Variance Analysis of Randomized Consensus in Switching Directed Networks
In this paper, we study the asymptotic properties of distributed consensus algorithms over switching directed random networks. More specifically, we focus on consensus algorithms over independent and identically distributed, directed Erdos-Renyi random graphs, where each agent can communicate with any other agent with some exogenously specified probability $p$. While it is well-known that consensus algorithms over Erdos-Renyi random networks result in an asymptotic agreement over the network, an analytical characterization of the distribution of the asymptotic consensus value is still an open question.
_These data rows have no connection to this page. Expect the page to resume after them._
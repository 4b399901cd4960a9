//! Error types for the Wahl-O-Mat agent.

use thiserror::Error;

/// A shared error type for the entire application.
///
/// Every failure of a user action ends up as one of these variants. None of them is
/// fatal: the presentation layer prints the error and the session stays usable.
#[derive(Error, Debug, Clone, PartialEq, Eq)]
pub enum WahlError {
    /// No API key was supplied before a remote call.
    #[error("No OpenAI API key set. Please enter your API key first.")]
    CredentialMissing,

    /// Transport, HTTP or decoding failure while talking to the assistant service.
    #[error("Assistant service call failed{}: {message}", status_suffix(.status_code))]
    RemoteCall {
        status_code: Option<u16>,
        message: String,
    },

    /// The remote run reached a terminal state other than `completed`.
    #[error("Assistant run ended with status '{status}'{}", reason_suffix(.reason))]
    RunNotCompleted {
        status: String,
        reason: Option<String>,
    },

    /// The poll loop exceeded the configured run timeout.
    #[error("Assistant run did not finish within {waited_secs}s")]
    RunTimedOut { waited_secs: u64 },

    /// The caller cancelled the request.
    #[error("Request cancelled")]
    Cancelled,

    /// Party name outside the configured catalog.
    #[error("Unknown party: '{0}'")]
    InvalidParty(String),

    /// Configuration error
    #[error("Configuration error: {0}")]
    Config(String),

    /// IO error (config file access)
    #[error("IO error: {message}")]
    Io { message: String },

    /// Serialization/deserialization error
    #[error("Serialization error: {format} - {message}")]
    Serialization { format: String, message: String },
}

fn status_suffix(status_code: &Option<u16>) -> String {
    status_code
        .map(|code| format!(" (HTTP {code})"))
        .unwrap_or_default()
}

fn reason_suffix(reason: &Option<String>) -> String {
    reason
        .as_deref()
        .map(|r| format!(": {r}"))
        .unwrap_or_default()
}

/// Result alias used across the workspace.
pub type Result<T> = std::result::Result<T, WahlError>;

impl WahlError {
    // ============================================================================
    // Constructor helpers
    // ============================================================================

    /// Creates a RemoteCall error without an HTTP status (transport/decoding failures)
    pub fn remote_call(message: impl Into<String>) -> Self {
        Self::RemoteCall {
            status_code: None,
            message: message.into(),
        }
    }

    /// Creates a RemoteCall error for a non-success HTTP response
    pub fn remote_status(status_code: u16, message: impl Into<String>) -> Self {
        Self::RemoteCall {
            status_code: Some(status_code),
            message: message.into(),
        }
    }

    /// Creates a Config error
    pub fn config(message: impl Into<String>) -> Self {
        Self::Config(message.into())
    }

    // ============================================================================
    // Type checking methods
    // ============================================================================

    pub fn is_credential_missing(&self) -> bool {
        matches!(self, Self::CredentialMissing)
    }

    /// True for every failure that originated in the remote run sequence.
    pub fn is_remote(&self) -> bool {
        matches!(
            self,
            Self::RemoteCall { .. } | Self::RunNotCompleted { .. } | Self::RunTimedOut { .. }
        )
    }

    pub fn is_cancelled(&self) -> bool {
        matches!(self, Self::Cancelled)
    }

    /// True when the service rejected the credential.
    pub fn is_unauthorized(&self) -> bool {
        matches!(
            self,
            Self::RemoteCall {
                status_code: Some(401),
                ..
            }
        )
    }
}

// ============================================================================
// From implementations for automatic conversion
// ============================================================================

impl From<std::io::Error> for WahlError {
    fn from(err: std::io::Error) -> Self {
        Self::Io {
            message: format!("{} (kind: {:?})", err, err.kind()),
        }
    }
}

impl From<serde_json::Error> for WahlError {
    fn from(err: serde_json::Error) -> Self {
        Self::Serialization {
            format: "JSON".to_string(),
            message: err.to_string(),
        }
    }
}

impl From<toml::de::Error> for WahlError {
    fn from(err: toml::de::Error) -> Self {
        Self::Serialization {
            format: "TOML".to_string(),
            message: err.to_string(),
        }
    }
}
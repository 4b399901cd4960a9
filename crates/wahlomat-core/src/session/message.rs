//! Conversation message types.

use serde::{Deserialize, Serialize};

/// Represents the role of a message in the transcript.
#[derive(Debug, Clone, Copy, PartialEq, Eq, Serialize, Deserialize)]
#[serde(rename_all = "lowercase")]
pub enum MessageRole {
    /// Message typed by the user.
    User,
    /// Reply from the main assistant.
    Assistant,
}

/// A single message in the transcript.
///
/// Messages are never edited after creation; the session only hands out shared
/// references to them.
#[derive(Debug, Clone, PartialEq, Eq, Serialize, Deserialize)]
pub struct ConversationMessage {
    /// The role of the message sender.
    pub role: MessageRole,
    /// The content of the message.
    pub content: String,
    /// Timestamp when the message was created (ISO 8601 format).
    pub timestamp: String,
}

impl ConversationMessage {
    pub fn new(role: MessageRole, content: impl Into<String>) -> Self {
        Self {
            role,
            content: content.into(),
            timestamp: chrono::Utc::now().to_rfc3339(),
        }
    }

    pub fn user(content: impl Into<String>) -> Self {
        Self::new(MessageRole::User, content)
    }

    pub fn assistant(content: impl Into<String>) -> Self {
        Self::new(MessageRole::Assistant, content)
    }
}
//! API credential held for the lifetime of a session.
//!
//! The key is supplied by the user at runtime and never written to disk.
//! `Debug` and `Display` are redacted so the secret cannot leak through logs.

use crate::error::{Result, WahlError};
use std::fmt;

/// An OpenAI API key.
#[derive(Clone, PartialEq, Eq)]
pub struct Credential(String);

impl Credential {
    /// Creates a credential from user input.
    ///
    /// Surrounding whitespace is trimmed. No format validation happens here; an invalid
    /// key is only discovered by the first remote call.
    ///
    /// # Errors
    ///
    /// Returns `WahlError::CredentialMissing` if the input is empty after trimming.
    pub fn new(secret: impl AsRef<str>) -> Result<Self> {
        let trimmed = secret.as_ref().trim();
        if trimmed.is_empty() {
            return Err(WahlError::CredentialMissing);
        }
        Ok(Self(trimmed.to_string()))
    }

    /// Returns the raw secret for building the `Authorization` header.
    pub fn expose(&self) -> &str {
        &self.0
    }
}

impl fmt::Debug for Credential {
    fn fmt(&self, f: &mut fmt::Formatter<'_>) -> fmt::Result {
        f.write_str("Credential(***)")
    }
}

impl fmt::Display for Credential {
    fn fmt(&self, f: &mut fmt::Formatter<'_>) -> fmt::Result {
        f.write_str("***")
    }
}
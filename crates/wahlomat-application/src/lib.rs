//! Application layer for the Wahl-O-Mat agent.
//!
//! This crate implements the user-triggered session transitions on top of the domain
//! types and the `AssistantClient` port.

pub mod session;
pub mod session_usecase;

pub use session::SessionRegistry;
pub use session_usecase::SessionUseCase;
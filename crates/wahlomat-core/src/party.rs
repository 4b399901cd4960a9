//! Party catalog used by the comparison action.
//!
//! The list of selectable parties comes from configuration and is validated when the
//! catalog is built, so the session boundary can reject unknown names.

use crate::error::{Result, WahlError};
use serde::{Deserialize, Serialize};
use std::collections::HashSet;
use std::fmt;

/// Parties offered by default, in display order.
pub const DEFAULT_PARTIES: [&str; 7] = [
    "CDU/CSU",
    "AFD",
    "SPD",
    "Die Grünen",
    "FDP",
    "Die Linken",
    "BSW",
];

/// Party selected when a session starts.
pub const DEFAULT_PARTY: &str = "CDU/CSU";

/// A party name that has been validated against a [`PartyCatalog`].
#[derive(Debug, Clone, PartialEq, Eq, Hash, Serialize, Deserialize)]
#[serde(transparent)]
pub struct Party(String);

impl Party {
    pub fn name(&self) -> &str {
        &self.0
    }
}

impl fmt::Display for Party {
    fn fmt(&self, f: &mut fmt::Formatter<'_>) -> fmt::Result {
        f.write_str(&self.0)
    }
}

/// The fixed, ordered set of parties a session may select.
#[derive(Debug, Clone, PartialEq, Eq)]
pub struct PartyCatalog {
    parties: Vec<Party>,
    default: Party,
}

impl PartyCatalog {
    /// Builds a catalog from configured names.
    ///
    /// # Errors
    ///
    /// Returns `WahlError::Config` if the list is empty, contains blank or duplicate
    /// names, or does not contain `default`.
    pub fn new<I, S>(names: I, default: &str) -> Result<Self>
    where
        I: IntoIterator<Item = S>,
        S: Into<String>,
    {
        let mut seen = HashSet::new();
        let mut parties = Vec::new();

        for name in names {
            let name: String = name.into();
            let name = name.trim().to_string();
            if name.is_empty() {
                return Err(WahlError::config("party names must not be blank"));
            }
            if !seen.insert(name.clone()) {
                return Err(WahlError::config(format!("duplicate party name '{name}'")));
            }
            parties.push(Party(name));
        }

        if parties.is_empty() {
            return Err(WahlError::config("party list must not be empty"));
        }

        let default = parties
            .iter()
            .find(|party| party.name() == default.trim())
            .cloned()
            .ok_or_else(|| {
                WahlError::config(format!("default party '{default}' is not in the party list"))
            })?;

        Ok(Self { parties, default })
    }

    /// Looks up a party by exact (trimmed) name.
    ///
    /// # Errors
    ///
    /// Returns `WahlError::InvalidParty` for names outside the catalog.
    pub fn resolve(&self, name: &str) -> Result<Party> {
        let name = name.trim();
        self.parties
            .iter()
            .find(|party| party.name() == name)
            .cloned()
            .ok_or_else(|| WahlError::InvalidParty(name.to_string()))
    }

    pub fn default_party(&self) -> &Party {
        &self.default
    }

    pub fn parties(&self) -> &[Party] {
        &self.parties
    }
}

impl Default for PartyCatalog {
    fn default() -> Self {
        Self {
            parties: DEFAULT_PARTIES
                .iter()
                .map(|name| Party((*name).to_string()))
                .collect(),
            default: Party(DEFAULT_PARTY.to_string()),
        }
    }
}
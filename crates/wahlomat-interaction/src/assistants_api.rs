//! The subset of the Assistants REST API the client needs.

use async_trait::async_trait;
use wahlomat_core::assistant::RunStatus;
use wahlomat_core::credential::Credential;
use wahlomat_core::error::Result;

/// State of a run as last reported by the service.
#[derive(Debug, Clone, PartialEq, Eq)]
pub struct RunSnapshot {
    pub id: String,
    pub status: RunStatus,
    /// `last_error.message` or `incomplete_details.reason`, whichever the service set.
    pub failure_reason: Option<String>,
}

/// Raw calls against the Assistants API.
///
/// Each method is a single request; none of them retries.
#[async_trait]
pub trait AssistantsApi: Send + Sync {
    /// Opens a new thread and returns its id.
    async fn create_thread(&self, credential: &Credential) -> Result<String>;

    /// Adds `content` to the thread as a user turn.
    async fn add_user_message(
        &self,
        credential: &Credential,
        thread_id: &str,
        content: &str,
    ) -> Result<()>;

    /// Starts `assistant_id` on the thread.
    async fn create_run(
        &self,
        credential: &Credential,
        thread_id: &str,
        assistant_id: &str,
    ) -> Result<RunSnapshot>;

    async fn retrieve_run(
        &self,
        credential: &Credential,
        thread_id: &str,
        run_id: &str,
    ) -> Result<RunSnapshot>;

    async fn cancel_run(&self, credential: &Credential, thread_id: &str, run_id: &str)
    -> Result<()>;

    /// Text of the most recent assistant message on the thread, if any.
    async fn latest_assistant_reply(
        &self,
        credential: &Credential,
        thread_id: &str,
    ) -> Result<Option<String>>;

    async fn delete_thread(&self, credential: &Credential, thread_id: &str) -> Result<()>;
}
In this paper, we provide closed-form expressions for the mean and variance of the asymptotic random consensus value, in terms of the size of the network and the probability of communication $p$. We also provide numerical simulations that illustrate our results.
💡 Research Summary
The paper investigates the long‑term statistical behavior of distributed consensus algorithms running on time‑varying directed random networks, specifically on sequences of independent and identically distributed (i.i.d.) directed Erdős‑Rényi (ER) graphs. Each node can communicate with any other node with a fixed exogenous probability p, and at every discrete time step a new directed ER graph is drawn independently. The state update follows the standard linear consensus rule x(t+1)=W(t)x(t), where W(t) is a row‑stochastic matrix derived from the adjacency matrix of the current graph: each node assigns equal weight to its own state and to each out‑neighbor, normalizing by its out‑degree plus one. Because the graphs are directed, W(t) is generally non‑symmetric, yet each W(t) remains a stochastic matrix.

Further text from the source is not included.